For the understanding of the present invention, the following terms will be explained first:
WPT: wireless energy transfer.
WIT: and (4) wireless information transmission.
h: the channel gain.
(st,at,rt,st+1): transitions format of reinforcement learning algorithm.
The epsilon-greedy strategy: exploration strategy of original DQN.
γ: instantaneous signal-to-noise ratio.
Figure GDA0003153907880000031
: average error rate performance.
Figure GDA0003153907880000032
: average energy harvesting performance.
Figure GDA0003153907880000041
: the average transmit power.
ρPS: a power division factor.
Mod: and (4) modulation mode.
P0: a constrained target value for the average harvest energy.
Pt0: a target value for the average transmit power constraint.
BER0: average bit error rateIs determined.
In the case where the channel transition probability is unknown, a reinforcement learning based approach may be very effective. In the reinforcement learning method, the optimal control strategy is learned by repeatedly interacting with the environment (i.e., the channel) without assuming prior information of the channel transition probability.

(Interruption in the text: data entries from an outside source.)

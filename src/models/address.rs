//! EVM addresses are [`alloy_primitives::Address`]. Equality and hashing are by
//! value, so lowercase and checksummed spellings of one address are the same key.

pub use alloy_primitives::Address;

/// Serde adapter writing an [`Address`] in EIP-55 checksummed form
pub mod checksum {
    use super::Address;
    use serde::{Deserialize, Deserializer, Serializer};

    pub fn serialize<S: Serializer>(address: &Address, serializer: S) -> Result<S::Ok, S::Error> {
        serializer.serialize_str(&address.to_checksum(None))
    }

    pub fn deserialize<'de, D: Deserializer<'de>>(deserializer: D) -> Result<Address, D::Error> {
        let s = String::deserialize(deserializer)?;
        s.parse().map_err(serde::de::Error::custom)
    }

    /// Same as the parent module for an optional address; `None` is `null`
    pub mod option {
        use super::Address;
        use serde::{Deserialize, Deserializer, Serializer};

        pub fn serialize<S: Serializer>(address: &Option<Address>, serializer: S) -> Result<S::Ok, S::Error> {
            match address {
                Some(address) => super::serialize(address, serializer),
                None => serializer.serialize_none(),
            }
        }

        pub fn deserialize<'de, D: Deserializer<'de>>(deserializer: D) -> Result<Option<Address>, D::Error> {
            match Option::<String>::deserialize(deserializer)? {
                Some(s) => s.parse().map(Some).map_err(serde::de::Error::custom),
                None => Ok(None),
            }
        }
    }
}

The invention provides a self-adaptive link control design and optimization method based on energy collection and deep reinforcement learning, which comprises the following steps as shown in figure 1:
s1, constructing a self-adaptive link control system (including self-adaptive power control, self-adaptive modulation and self-adaptive energy control) based on an energy acquisition technology;
in this embodiment, a point-to-point SWIPT system consisting of one intelligent transmitter and one receiver is considered. They all have only one antenna. The receiver is assumed to have a rechargeable battery. The receiver uses power splitting to store a portion of the received energy in a battery, and the remaining energy is used to transmit data to the transmitter. The transmitter adaptively adjusts the transmitting power and the modulation mode of the transmitter under the constraints of average power limit, average bit error rate limit and average energy harvesting limit according to the feedback information of channel estimation, and the receiver adaptively adjusts the modulation rate division factor. For example, the transmitter makes adjustments to the transmit power based on various performance indicators of the current system operation, selects an appropriate modulation scheme based on a policy, and stabilizes the average performance indicator within the performance constraints by dividing the power, some for energy transmission, some for data transmission, and adaptively adjusting the ratio during division (adaptive power division factor control).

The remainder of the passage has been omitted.